▸ **Problem statement**
Please tally every line in the listing below where the word "failed" appears, then give the number and nothing more.

▸ **Material provided**
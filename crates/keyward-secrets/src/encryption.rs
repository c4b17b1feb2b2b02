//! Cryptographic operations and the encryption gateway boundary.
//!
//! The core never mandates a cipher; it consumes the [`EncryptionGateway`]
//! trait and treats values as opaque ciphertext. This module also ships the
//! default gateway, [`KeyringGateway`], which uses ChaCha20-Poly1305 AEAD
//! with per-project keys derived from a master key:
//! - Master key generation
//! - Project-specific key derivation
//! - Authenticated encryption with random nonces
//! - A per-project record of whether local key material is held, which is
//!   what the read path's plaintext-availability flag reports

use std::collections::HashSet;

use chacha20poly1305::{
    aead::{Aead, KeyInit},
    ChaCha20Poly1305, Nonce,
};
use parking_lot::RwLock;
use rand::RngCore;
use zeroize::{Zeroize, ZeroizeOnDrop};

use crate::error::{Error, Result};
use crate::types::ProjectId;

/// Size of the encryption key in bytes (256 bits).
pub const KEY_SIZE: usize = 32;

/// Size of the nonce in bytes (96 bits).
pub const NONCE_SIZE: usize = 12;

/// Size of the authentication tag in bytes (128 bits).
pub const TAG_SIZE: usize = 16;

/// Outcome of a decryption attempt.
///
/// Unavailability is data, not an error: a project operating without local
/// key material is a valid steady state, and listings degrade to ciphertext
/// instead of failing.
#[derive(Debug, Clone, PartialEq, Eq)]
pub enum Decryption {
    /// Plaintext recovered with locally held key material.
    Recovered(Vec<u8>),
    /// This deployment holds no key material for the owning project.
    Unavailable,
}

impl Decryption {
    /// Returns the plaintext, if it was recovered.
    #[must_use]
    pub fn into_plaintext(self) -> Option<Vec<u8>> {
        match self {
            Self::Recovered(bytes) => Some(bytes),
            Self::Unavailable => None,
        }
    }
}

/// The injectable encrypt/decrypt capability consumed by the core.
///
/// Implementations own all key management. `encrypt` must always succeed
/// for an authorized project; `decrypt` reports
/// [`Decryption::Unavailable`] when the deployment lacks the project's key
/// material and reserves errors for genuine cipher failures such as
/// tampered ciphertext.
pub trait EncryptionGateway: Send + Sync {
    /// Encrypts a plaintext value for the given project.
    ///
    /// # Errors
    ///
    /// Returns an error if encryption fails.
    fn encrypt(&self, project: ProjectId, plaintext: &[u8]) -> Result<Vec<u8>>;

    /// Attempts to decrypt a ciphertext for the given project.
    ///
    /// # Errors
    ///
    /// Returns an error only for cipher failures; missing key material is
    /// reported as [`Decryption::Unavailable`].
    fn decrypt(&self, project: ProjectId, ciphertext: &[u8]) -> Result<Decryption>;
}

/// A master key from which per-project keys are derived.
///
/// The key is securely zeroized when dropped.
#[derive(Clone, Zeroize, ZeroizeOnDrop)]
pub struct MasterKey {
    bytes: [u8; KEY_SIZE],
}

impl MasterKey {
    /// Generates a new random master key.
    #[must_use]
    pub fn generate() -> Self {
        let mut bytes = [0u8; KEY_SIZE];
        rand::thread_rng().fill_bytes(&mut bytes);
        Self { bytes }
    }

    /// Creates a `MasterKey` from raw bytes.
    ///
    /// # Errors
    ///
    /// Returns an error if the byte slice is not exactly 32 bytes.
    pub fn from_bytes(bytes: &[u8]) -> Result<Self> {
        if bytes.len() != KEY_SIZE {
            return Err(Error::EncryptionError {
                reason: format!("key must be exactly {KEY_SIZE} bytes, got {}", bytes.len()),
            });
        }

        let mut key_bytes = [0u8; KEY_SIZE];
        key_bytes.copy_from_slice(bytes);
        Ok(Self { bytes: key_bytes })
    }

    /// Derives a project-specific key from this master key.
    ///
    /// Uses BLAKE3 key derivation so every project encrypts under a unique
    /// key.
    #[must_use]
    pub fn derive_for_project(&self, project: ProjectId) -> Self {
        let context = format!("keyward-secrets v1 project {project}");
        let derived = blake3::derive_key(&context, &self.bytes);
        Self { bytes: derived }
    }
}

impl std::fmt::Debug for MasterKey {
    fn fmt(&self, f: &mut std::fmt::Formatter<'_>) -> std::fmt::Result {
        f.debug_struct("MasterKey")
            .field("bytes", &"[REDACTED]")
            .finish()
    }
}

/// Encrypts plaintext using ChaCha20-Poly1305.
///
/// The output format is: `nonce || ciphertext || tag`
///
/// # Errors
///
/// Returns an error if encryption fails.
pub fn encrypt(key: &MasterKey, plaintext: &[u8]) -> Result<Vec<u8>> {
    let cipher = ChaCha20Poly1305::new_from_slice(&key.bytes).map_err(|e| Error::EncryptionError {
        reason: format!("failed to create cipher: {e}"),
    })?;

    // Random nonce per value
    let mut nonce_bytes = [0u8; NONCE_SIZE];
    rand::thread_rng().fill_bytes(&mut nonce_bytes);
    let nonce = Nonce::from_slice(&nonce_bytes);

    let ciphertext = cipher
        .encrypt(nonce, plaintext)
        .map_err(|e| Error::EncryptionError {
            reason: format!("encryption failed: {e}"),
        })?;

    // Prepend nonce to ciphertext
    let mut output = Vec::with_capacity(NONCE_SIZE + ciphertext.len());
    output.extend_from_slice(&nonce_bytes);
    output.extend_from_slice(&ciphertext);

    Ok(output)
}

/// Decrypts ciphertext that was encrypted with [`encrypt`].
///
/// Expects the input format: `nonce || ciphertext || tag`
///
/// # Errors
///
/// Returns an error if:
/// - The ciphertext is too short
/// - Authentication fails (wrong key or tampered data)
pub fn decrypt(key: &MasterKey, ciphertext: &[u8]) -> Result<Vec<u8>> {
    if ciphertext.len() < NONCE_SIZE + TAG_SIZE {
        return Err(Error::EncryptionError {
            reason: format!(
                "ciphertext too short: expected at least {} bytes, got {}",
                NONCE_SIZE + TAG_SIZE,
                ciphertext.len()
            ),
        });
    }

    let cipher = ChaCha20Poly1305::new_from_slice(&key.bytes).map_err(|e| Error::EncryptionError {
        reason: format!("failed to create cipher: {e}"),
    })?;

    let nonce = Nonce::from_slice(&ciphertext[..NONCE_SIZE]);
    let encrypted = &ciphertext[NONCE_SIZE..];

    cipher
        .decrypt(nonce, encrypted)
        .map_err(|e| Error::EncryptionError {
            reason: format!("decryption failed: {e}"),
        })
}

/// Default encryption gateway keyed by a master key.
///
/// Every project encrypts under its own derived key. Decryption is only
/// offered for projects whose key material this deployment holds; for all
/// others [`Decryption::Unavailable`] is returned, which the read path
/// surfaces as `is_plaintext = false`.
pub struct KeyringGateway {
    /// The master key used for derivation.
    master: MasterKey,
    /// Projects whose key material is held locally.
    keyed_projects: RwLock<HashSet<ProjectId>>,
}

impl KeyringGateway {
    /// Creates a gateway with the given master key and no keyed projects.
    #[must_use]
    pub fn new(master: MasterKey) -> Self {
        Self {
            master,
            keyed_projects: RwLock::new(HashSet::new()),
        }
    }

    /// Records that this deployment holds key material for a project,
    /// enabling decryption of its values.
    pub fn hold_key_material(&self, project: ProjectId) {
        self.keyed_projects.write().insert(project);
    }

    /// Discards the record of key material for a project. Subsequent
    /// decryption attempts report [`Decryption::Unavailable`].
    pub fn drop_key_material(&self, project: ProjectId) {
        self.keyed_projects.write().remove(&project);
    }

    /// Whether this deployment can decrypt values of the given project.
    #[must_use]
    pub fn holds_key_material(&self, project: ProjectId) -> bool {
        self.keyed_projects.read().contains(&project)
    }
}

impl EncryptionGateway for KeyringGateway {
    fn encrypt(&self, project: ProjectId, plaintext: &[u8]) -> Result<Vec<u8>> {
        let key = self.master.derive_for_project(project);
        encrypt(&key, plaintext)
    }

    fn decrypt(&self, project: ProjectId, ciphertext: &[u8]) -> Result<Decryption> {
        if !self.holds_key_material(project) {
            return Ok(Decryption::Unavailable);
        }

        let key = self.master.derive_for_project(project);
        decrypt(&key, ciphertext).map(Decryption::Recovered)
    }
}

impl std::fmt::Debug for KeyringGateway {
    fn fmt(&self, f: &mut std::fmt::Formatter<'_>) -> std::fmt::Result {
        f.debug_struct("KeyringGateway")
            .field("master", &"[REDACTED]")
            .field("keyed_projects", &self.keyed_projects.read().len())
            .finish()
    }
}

▸ **Result for this task**
4